What is required:
Within the records below is a range that opens at the line with "ignored by policy." and closes at the line with "counter change, no". Return that range word for word, both ends included, and only that range.
---------------
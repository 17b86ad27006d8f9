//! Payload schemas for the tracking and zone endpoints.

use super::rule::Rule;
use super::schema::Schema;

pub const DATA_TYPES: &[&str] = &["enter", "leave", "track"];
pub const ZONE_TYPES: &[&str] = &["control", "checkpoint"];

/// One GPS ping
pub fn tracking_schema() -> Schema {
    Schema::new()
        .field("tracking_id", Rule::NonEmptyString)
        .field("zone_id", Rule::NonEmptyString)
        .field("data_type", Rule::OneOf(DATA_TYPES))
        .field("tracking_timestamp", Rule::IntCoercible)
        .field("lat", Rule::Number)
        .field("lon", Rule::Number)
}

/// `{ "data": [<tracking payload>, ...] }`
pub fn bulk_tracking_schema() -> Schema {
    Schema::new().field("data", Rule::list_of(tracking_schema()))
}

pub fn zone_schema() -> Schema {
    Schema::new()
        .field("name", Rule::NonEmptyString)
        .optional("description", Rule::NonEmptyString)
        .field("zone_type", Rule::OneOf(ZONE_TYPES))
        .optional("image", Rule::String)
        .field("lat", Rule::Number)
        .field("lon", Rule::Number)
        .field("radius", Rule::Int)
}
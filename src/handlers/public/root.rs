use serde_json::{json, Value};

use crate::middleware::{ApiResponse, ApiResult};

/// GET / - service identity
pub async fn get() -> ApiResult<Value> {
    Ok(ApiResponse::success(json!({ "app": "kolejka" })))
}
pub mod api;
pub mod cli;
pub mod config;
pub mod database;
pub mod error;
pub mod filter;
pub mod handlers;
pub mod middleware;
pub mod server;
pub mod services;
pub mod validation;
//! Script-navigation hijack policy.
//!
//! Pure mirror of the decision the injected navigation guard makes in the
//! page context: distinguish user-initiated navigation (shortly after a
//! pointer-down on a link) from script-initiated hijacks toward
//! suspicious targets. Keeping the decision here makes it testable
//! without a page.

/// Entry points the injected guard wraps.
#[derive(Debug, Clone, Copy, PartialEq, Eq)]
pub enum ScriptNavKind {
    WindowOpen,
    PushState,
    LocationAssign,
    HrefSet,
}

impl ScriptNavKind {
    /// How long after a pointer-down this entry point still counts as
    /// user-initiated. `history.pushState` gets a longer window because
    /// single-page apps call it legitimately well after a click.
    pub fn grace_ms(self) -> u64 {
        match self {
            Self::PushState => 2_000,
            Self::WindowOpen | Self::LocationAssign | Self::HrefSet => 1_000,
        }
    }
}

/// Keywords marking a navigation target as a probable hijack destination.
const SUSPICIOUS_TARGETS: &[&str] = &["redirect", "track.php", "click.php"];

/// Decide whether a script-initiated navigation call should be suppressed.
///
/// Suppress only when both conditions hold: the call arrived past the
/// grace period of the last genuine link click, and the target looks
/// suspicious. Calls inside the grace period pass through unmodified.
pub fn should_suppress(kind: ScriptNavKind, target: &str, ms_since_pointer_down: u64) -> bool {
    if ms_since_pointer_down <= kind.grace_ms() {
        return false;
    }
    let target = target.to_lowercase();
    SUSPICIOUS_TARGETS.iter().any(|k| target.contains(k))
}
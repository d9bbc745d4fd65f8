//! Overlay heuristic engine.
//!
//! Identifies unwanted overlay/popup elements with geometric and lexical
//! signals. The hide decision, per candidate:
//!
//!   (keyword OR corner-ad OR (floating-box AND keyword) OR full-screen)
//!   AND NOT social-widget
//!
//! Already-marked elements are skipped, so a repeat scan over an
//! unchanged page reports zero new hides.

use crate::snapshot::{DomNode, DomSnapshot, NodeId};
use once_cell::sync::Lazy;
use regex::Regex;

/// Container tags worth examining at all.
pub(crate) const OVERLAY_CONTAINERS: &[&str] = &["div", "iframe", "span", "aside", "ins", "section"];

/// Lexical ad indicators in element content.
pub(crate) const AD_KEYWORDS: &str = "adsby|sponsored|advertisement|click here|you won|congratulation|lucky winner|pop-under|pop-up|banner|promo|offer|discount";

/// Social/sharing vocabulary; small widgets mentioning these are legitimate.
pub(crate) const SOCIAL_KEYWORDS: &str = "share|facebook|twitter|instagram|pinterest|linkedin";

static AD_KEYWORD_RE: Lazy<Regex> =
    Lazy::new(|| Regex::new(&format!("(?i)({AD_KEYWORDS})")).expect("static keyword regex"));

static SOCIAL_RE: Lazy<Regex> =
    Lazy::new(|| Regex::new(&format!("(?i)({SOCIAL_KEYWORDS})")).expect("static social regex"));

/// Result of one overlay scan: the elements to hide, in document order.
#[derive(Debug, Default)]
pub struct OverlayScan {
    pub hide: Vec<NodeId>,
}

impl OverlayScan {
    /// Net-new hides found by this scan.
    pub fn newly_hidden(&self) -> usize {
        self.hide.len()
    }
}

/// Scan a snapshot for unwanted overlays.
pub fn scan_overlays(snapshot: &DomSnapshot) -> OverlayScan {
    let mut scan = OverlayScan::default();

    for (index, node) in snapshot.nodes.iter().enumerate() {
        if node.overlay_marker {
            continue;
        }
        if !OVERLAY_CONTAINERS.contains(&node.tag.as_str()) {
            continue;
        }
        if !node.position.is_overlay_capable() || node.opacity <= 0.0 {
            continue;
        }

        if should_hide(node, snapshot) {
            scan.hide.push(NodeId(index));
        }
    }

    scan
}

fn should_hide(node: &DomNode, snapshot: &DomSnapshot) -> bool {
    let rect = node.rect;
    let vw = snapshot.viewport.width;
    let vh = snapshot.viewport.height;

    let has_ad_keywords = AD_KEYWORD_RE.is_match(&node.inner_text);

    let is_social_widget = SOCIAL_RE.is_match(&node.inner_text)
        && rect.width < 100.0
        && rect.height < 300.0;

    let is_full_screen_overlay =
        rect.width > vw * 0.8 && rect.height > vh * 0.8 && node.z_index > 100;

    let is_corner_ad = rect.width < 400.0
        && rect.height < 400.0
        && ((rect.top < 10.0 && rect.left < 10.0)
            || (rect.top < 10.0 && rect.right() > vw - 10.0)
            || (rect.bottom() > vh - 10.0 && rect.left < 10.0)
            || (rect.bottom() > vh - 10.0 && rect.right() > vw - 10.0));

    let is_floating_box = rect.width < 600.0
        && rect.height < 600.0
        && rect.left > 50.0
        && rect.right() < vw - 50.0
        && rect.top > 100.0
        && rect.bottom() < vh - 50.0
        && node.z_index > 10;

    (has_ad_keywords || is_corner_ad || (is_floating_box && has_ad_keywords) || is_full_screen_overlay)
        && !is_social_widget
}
---------------
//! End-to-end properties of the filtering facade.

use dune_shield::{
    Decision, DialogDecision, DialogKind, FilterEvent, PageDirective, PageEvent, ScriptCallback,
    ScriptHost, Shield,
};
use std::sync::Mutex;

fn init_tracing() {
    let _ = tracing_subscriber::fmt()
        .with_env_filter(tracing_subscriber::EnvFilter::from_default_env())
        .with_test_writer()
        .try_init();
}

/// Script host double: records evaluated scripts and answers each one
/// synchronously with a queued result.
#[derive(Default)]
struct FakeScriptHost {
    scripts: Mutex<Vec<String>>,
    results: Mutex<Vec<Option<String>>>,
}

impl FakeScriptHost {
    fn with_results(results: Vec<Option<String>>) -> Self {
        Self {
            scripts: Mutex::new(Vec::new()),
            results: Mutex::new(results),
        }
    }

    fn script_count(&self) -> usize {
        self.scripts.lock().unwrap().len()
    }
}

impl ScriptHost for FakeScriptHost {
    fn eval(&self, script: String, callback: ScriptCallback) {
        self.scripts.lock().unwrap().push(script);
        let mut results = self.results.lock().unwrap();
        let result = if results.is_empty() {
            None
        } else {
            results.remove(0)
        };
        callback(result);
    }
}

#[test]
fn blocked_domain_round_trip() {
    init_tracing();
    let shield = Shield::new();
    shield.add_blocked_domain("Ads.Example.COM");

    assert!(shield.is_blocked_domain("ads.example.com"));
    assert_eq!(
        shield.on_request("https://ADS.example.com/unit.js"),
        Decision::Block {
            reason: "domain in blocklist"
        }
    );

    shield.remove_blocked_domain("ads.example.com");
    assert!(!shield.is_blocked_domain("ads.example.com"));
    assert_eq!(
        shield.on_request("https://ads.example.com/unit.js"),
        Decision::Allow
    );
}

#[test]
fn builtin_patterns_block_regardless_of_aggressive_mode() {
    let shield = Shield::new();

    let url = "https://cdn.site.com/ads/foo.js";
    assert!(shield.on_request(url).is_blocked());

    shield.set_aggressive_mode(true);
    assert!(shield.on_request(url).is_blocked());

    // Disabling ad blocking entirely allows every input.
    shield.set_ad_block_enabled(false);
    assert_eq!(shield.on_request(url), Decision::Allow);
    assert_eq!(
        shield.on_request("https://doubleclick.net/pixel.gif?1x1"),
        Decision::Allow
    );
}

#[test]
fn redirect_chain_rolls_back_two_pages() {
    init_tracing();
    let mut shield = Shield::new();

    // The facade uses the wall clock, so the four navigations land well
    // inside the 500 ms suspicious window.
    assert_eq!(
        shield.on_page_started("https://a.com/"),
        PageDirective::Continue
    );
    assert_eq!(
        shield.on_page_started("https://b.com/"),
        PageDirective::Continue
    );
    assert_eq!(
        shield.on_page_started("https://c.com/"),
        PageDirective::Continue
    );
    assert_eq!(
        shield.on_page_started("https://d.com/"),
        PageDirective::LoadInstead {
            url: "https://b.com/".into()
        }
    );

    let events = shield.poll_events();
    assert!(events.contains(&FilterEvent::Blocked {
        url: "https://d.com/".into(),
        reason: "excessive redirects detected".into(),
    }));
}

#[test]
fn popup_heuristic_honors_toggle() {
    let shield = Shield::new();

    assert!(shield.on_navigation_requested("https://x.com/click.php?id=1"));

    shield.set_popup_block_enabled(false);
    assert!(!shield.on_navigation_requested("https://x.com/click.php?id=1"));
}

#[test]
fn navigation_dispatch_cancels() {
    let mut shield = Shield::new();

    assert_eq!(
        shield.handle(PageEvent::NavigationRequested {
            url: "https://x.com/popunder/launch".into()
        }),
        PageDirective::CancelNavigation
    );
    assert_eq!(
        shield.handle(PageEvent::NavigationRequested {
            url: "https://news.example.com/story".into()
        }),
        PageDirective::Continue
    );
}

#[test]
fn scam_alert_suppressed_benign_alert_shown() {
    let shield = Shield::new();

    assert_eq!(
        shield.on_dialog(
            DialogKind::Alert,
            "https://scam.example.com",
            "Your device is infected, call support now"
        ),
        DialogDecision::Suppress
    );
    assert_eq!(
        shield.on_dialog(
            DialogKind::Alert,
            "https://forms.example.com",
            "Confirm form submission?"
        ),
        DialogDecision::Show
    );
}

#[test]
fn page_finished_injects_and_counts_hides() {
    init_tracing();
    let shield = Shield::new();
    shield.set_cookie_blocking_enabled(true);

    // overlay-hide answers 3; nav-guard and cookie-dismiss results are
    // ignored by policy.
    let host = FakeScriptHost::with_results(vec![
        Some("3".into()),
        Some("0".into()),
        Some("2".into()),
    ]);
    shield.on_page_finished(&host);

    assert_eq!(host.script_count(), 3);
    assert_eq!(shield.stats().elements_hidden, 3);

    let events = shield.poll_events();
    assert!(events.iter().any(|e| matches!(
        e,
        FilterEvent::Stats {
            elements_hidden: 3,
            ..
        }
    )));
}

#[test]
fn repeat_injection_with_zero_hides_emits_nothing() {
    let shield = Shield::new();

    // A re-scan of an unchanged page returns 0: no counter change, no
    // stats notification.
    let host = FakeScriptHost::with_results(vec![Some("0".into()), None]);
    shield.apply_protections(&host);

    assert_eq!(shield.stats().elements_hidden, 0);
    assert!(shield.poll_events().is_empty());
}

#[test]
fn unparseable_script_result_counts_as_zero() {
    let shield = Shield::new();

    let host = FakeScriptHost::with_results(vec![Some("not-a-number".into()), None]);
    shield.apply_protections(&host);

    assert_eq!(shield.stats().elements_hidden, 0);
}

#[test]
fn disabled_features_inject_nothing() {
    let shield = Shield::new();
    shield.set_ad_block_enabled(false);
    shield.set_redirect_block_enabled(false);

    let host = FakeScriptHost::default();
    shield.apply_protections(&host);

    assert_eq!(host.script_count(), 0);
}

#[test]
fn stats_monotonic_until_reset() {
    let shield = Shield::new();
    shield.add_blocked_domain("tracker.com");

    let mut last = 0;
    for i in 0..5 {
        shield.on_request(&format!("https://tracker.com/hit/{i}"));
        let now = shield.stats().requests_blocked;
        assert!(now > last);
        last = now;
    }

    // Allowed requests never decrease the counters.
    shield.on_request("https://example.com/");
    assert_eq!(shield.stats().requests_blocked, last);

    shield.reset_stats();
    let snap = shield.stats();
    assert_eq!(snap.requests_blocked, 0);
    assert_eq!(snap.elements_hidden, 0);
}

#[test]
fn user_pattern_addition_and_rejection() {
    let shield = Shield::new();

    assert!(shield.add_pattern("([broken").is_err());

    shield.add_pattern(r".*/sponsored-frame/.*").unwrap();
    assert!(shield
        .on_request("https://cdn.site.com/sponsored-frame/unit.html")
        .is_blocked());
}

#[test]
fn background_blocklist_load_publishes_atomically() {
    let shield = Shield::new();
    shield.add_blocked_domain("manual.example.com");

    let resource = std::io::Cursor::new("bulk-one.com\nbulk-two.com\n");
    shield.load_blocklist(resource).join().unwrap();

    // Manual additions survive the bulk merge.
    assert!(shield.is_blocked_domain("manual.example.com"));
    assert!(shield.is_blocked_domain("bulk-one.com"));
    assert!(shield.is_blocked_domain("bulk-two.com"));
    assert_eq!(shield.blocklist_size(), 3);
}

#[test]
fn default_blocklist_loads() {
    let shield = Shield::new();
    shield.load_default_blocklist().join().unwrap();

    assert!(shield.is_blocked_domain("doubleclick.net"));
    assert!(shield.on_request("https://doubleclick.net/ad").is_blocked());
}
---------------
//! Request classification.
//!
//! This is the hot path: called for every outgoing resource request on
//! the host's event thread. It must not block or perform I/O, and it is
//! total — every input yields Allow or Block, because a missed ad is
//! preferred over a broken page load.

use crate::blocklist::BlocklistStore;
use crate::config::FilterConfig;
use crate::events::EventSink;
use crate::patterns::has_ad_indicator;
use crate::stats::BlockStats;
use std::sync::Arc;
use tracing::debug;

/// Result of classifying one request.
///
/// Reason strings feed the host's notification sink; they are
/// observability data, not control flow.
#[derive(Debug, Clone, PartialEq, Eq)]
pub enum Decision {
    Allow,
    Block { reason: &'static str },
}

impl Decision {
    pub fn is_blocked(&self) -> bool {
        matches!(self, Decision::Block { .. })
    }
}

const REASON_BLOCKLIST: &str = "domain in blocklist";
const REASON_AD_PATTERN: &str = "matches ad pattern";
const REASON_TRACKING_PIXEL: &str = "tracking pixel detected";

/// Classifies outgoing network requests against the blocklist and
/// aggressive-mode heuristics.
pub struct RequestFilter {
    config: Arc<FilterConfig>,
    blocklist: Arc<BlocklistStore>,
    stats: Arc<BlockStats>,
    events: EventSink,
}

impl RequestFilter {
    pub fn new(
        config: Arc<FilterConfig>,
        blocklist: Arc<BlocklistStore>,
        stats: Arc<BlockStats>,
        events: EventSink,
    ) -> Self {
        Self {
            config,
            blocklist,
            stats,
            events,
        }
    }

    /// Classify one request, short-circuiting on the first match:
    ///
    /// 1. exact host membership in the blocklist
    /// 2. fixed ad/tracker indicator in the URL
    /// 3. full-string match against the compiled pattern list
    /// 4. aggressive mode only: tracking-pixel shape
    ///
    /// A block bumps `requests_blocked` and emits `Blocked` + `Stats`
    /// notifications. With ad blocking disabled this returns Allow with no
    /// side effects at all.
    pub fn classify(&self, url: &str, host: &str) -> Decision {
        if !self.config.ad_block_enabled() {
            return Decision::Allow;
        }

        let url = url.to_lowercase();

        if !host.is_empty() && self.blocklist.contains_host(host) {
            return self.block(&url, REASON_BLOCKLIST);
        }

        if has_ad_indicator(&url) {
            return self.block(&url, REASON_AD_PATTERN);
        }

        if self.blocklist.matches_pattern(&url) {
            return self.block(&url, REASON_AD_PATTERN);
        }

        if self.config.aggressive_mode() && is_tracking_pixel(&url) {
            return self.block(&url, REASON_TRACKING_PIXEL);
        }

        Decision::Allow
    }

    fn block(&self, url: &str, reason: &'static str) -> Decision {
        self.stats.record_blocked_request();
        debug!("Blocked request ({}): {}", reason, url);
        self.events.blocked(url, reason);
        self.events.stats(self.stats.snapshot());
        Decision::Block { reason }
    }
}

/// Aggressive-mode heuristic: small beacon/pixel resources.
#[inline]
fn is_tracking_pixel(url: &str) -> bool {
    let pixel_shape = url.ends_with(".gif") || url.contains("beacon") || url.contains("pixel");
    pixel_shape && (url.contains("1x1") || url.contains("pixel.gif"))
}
---------------
Answer:
    // ignored by policy.
    let host = FakeScriptHost::with_results(vec![
        Some("3".into()),
        Some("0".into()),
        Some("2".into()),
    ]);
    shield.on_page_finished(&host);

    assert_eq!(host.script_count(), 3);
    assert_eq!(shield.stats().elements_hidden, 3);

    let events = shield.poll_events();
    assert!(events.iter().any(|e| matches!(
        e,
        FilterEvent::Stats {
            elements_hidden: 3,
            ..
        }
    )));
}

#[test]
fn repeat_injection_with_zero_hides_emits_nothing() {
    let shield = Shield::new();

    // A re-scan of an unchanged page returns 0: no counter change, no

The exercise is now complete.